Stored items

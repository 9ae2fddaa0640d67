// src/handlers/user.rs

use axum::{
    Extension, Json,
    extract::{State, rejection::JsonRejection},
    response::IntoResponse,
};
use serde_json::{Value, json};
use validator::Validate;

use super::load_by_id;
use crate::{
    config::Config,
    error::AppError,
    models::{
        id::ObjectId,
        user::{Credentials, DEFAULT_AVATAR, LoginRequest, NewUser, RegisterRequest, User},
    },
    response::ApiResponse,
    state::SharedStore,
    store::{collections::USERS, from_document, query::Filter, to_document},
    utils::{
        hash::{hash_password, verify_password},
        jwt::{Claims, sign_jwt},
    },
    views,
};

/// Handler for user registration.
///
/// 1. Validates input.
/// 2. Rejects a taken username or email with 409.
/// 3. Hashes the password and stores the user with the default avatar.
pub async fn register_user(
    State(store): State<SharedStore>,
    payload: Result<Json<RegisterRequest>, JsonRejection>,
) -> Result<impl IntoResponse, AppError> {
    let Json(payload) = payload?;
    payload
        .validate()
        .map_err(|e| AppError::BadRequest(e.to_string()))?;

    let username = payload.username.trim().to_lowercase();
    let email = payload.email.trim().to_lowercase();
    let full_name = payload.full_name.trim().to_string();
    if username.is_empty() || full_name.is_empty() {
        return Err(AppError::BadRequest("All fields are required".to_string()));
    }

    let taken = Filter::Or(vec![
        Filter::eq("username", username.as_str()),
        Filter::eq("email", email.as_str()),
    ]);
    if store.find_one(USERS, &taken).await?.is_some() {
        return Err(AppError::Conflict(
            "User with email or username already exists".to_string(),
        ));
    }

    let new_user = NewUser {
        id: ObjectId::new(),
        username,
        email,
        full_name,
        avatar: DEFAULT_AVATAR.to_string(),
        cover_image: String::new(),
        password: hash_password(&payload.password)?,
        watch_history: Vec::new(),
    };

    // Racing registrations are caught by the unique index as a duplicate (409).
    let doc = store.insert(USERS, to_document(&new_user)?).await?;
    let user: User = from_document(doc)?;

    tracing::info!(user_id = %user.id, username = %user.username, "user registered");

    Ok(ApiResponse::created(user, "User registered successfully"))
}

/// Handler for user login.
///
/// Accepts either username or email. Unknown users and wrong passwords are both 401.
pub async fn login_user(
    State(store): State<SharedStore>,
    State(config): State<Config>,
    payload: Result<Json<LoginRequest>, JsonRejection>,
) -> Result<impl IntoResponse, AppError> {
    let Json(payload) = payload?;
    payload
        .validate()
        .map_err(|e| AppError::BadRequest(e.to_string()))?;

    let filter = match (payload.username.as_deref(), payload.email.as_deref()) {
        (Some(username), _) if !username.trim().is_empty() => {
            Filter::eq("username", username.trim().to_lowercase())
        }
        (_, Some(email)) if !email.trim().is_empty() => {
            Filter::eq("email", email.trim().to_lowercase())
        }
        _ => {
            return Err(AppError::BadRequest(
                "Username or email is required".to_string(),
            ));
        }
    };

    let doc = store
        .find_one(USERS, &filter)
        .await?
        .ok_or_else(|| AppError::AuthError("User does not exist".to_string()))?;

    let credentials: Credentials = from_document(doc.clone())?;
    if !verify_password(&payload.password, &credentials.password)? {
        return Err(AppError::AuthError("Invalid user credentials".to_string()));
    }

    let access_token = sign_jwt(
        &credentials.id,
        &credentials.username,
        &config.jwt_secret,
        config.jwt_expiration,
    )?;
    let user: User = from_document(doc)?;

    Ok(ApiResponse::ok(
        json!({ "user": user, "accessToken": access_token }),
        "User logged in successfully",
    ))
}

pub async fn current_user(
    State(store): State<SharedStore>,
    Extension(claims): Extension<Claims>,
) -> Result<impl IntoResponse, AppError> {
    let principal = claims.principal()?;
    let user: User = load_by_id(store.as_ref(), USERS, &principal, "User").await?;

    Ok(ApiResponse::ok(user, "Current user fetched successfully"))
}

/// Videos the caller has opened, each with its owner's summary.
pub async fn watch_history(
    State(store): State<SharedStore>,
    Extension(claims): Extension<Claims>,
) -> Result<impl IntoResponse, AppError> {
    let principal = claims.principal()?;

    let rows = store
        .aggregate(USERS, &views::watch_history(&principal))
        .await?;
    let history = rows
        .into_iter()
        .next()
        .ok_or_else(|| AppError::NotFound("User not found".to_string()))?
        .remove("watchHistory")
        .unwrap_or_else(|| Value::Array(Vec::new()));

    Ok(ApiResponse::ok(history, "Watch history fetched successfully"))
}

THE PROBLEM:
Every record must be transcribed exactly, with no line skipped.

ANSWER TO THIS PROBLEM:
repository 9ae2fddaa0640d67
// src/handlers/user.rs

use axum::{
    Extension, Json,
    extract::{State, rejection::JsonRejection},
    response::IntoResponse,
};
use serde_json::{Value, json};
use validator::Validate;

use super::load_by_id;
use crate::{
    config::Config,
    error::AppError,
    models::{
        id::ObjectId,
        user::{Credentials, DEFAULT_AVATAR, LoginRequest, NewUser, RegisterRequest, User},
    },
    response::ApiResponse,
    state::SharedStore,
    store::{collections::USERS, from_document, query::Filter, to_document},
    utils::{
        hash::{hash_password, verify_password},
        jwt::{Claims, sign_jwt},
    },
    views,
};

/// Handler for user registration.
///
/// 1. Validates input.
/// 2. Rejects a taken username or email with 409.
/// 3. Hashes the password and stores the user with the default avatar.
pub async fn register_user(
    State(store): State<SharedStore>,
    payload: Result<Json<RegisterRequest>, JsonRejection>,
) -> Result<impl IntoResponse, AppError> {
    let Json(payload) = payload?;
    payload
        .validate()
        .map_err(|e| AppError::BadRequest(e.to_string()))?;

    let username = payload.username.trim().to_lowercase();
    let email = payload.email.trim().to_lowercase();
    let full_name = payload.full_name.trim().to_string();
    if username.is_empty() || full_name.is_empty() {
        return Err(AppError::BadRequest("All fields are required".to_string()));
    }

    let taken = Filter::Or(vec![
        Filter::eq("username", username.as_str()),
        Filter::eq("email", email.as_str()),
    ]);
    if store.find_one(USERS, &taken).await?.is_some() {
        return Err(AppError::Conflict(
            "User with email or username already exists".to_string(),
        ));
    }

    let new_user = NewUser {
        id: ObjectId::new(),
        username,
        email,
        full_name,
        avatar: DEFAULT_AVATAR.to_string(),
        cover_image: String::new(),
        password: hash_password(&payload.password)?,
        watch_history: Vec::new(),
    };

    // Racing registrations are caught by the unique index as a duplicate (409).
    let doc = store.insert(USERS, to_document(&new_user)?).await?;
    let user: User = from_document(doc)?;

    tracing::info!(user_id = %user.id, username = %user.username, "user registered");

    Ok(ApiResponse::created(user, "User registered successfully"))
}

/// Handler for user login.
///
/// Accepts either username or email. Unknown users and wrong passwords are both 401.
pub async fn login_user(
    State(store): State<SharedStore>,
    State(config): State<Config>,
    payload: Result<Json<LoginRequest>, JsonRejection>,
) -> Result<impl IntoResponse, AppError> {
    let Json(payload) = payload?;
    payload
        .validate()
        .map_err(|e| AppError::BadRequest(e.to_string()))?;

    let filter = match (payload.username.as_deref(), payload.email.as_deref()) {
        (Some(username), _) if !username.trim().is_empty() => {
            Filter::eq("username", username.trim().to_lowercase())
        }
        (_, Some(email)) if !email.trim().is_empty() => {
            Filter::eq("email", email.trim().to_lowercase())
        }
        _ => {
            return Err(AppError::BadRequest(
                "Username or email is required".to_string(),
            ));
        }
    };

    let doc = store
        .find_one(USERS, &filter)
        .await?
        .ok_or_else(|| AppError::AuthError("User does not exist".to_string()))?;

    let credentials: Credentials = from_document(doc.clone())?;
    if !verify_password(&payload.password, &credentials.password)? {
        return Err(AppError::AuthError("Invalid user credentials".to_string()));
    }

    let access_token = sign_jwt(
        &credentials.id,
        &credentials.username,
        &config.jwt_secret,
        config.jwt_expiration,
    )?;
    let user: User = from_document(doc)?;

    Ok(ApiResponse::ok(
        json!({ "user": user, "accessToken": access_token }),
        "User logged in successfully",
    ))
}

pub async fn current_user(
    State(store): State<SharedStore>,
    Extension(claims): Extension<Claims>,
) -> Result<impl IntoResponse, AppError> {
    let principal = claims.principal()?;
    let user: User = load_by_id(store.as_ref(), USERS, &principal, "User").await?;

    Ok(ApiResponse::ok(user, "Current user fetched successfully"))
}

/// Videos the caller has opened, each with its owner's summary.
pub async fn watch_history(
    State(store): State<SharedStore>,
    Extension(claims): Extension<Claims>,
) -> Result<impl IntoResponse, AppError> {
    let principal = claims.principal()?;

    let rows = store
        .aggregate(USERS, &views::watch_history(&principal))
        .await?;
    let history = rows
        .into_iter()
        .next()
        .ok_or_else(|| AppError::NotFound("User not found".to_string()))?
        .remove("watchHistory")
        .unwrap_or_else(|| Value::Array(Vec::new()));

    Ok(ApiResponse::ok(history, "Watch history fetched successfully"))
}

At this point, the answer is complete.